What Dillard remembers most, though, is being on the podium.
“Before we were presented with our medals, we faced the scoreboard at the end of the stadium and they played the national anthem,” Dillard said. “Standing on that victory stand and then hearing the national anthem played was quite an impressive thing, and I can remember it made the hair stand up on the back of my neck.”
Douglas jokes that his goal was to compete in London and stand on the podium – but not necessarily to win gold like his friend.
“Since I was very young, I always prayed that I’d make the Olympic Team. And a sports psychologist said, ‘You wanted to make the Olympic Team, but you didn’t want to win a gold medal.’ And I never did think of that,” Douglas said. “I dreamed of standing on the podium and winning a medal, but never winning gold.”
Another tie that binds Dillard and Douglas is their admiration of Jesse Owens, who went to the same Cleveland high school as Dillard and earned a record-breaking four gold medals in track and field at the 1936 Games, the last to commence before the war. Owens was in the stands during the 100-meter race that Dillard won.
“Later on in the locker room, he, too, congratulated me,” Dillard said. “He said, ‘I’m happy for you. I thought you could do it.’”
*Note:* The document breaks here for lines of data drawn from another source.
//! # sansmodel - 多分散椭圆柱 SANS 模型
//!
//! 计算椭圆截面柱体的小角中子散射强度，支持对半径、轴比、长度和取向角
//! 做多分散平均。
//!
//! ## 子命令
//! - `iq`    - 取向平均的 1D 强度 I(q)
//! - `iqxy`  - 固定取向的 2D 强度 I(qx, qy)
//! - `batch` - 在实验数据文件的 q 点上批量计算
//! - `info`  - 参数表与求积网格规模
//!
//! ## 依赖关系
//! ```text
//! main.rs
//!   ├── cli/        (命令行参数定义)
//!   ├── commands/   (命令执行逻辑)
//!   │     ├── parsers/   (数据、点列与参数文件)
//!   │     ├── models/    (参数、分布与椭圆柱模型)
//!   │     ├── sans/      (核函数、求积、绘图与导出)
//!   │     └── batch/     (文件收集与并行执行)
//!   ├── utils/      (工具函数)
//!   └── error.rs    (错误处理)
//! ```

mod batch;
mod cli;
mod commands;
mod error;
mod models;
mod parsers;
mod sans;
mod utils;

use clap::Parser;
use cli::Cli;

fn main() {
    // Initialize colored output for Windows compatibility
    #[cfg(windows)]
    colored::control::set_virtual_terminal(true).ok();

    let cli = Cli::parse();

    if let Err(e) = commands::run(cli.command) {
        utils::output::print_error(&format!("{}", e));
        std::process::exit(1);
    }
}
When Owens passed away in 1980, Douglas – who had since received his master’s degree in education and moved onto the corporate world, working first for Pabst Brewing Company and then for Schieffelin & Co. (now Moët Hennessy USA) – established the Jesse Owens International Athlete Trophy and the Jesse Owens Global Award for Peace to honor his friend.
The awards are presented annually at the Jesse Owens Gala, which brings together business leaders and Olympians from around the world for a celebration of amateur sport. Douglas attends every year, and Dillard has joined him as often as he can.
“Over the years, I had a lot of events in the corporate world, and he never failed to show up to any I had,” Douglas said. “He supported me all the time. When I would get a little sad, he evidently would pick up on it, and he would say, ‘Herb, you can do it. If you’re gonna do that, it’ll be good.’”
The pair will see each other next in Cleveland for Dillard’s 95th birthday celebration. Dillard calls Douglas his “closest Olympic friend” and says they’ve talked on the phone every few weeks for over 70 years.
In turn, Douglas has nothing but glowing things to say of Dillard.
“When you get old, in your 90s, there are only a few people you can put on one hand where you can say, that man’s been an honorable person most of his life,” Douglas said. “Harrison Dillard is one.”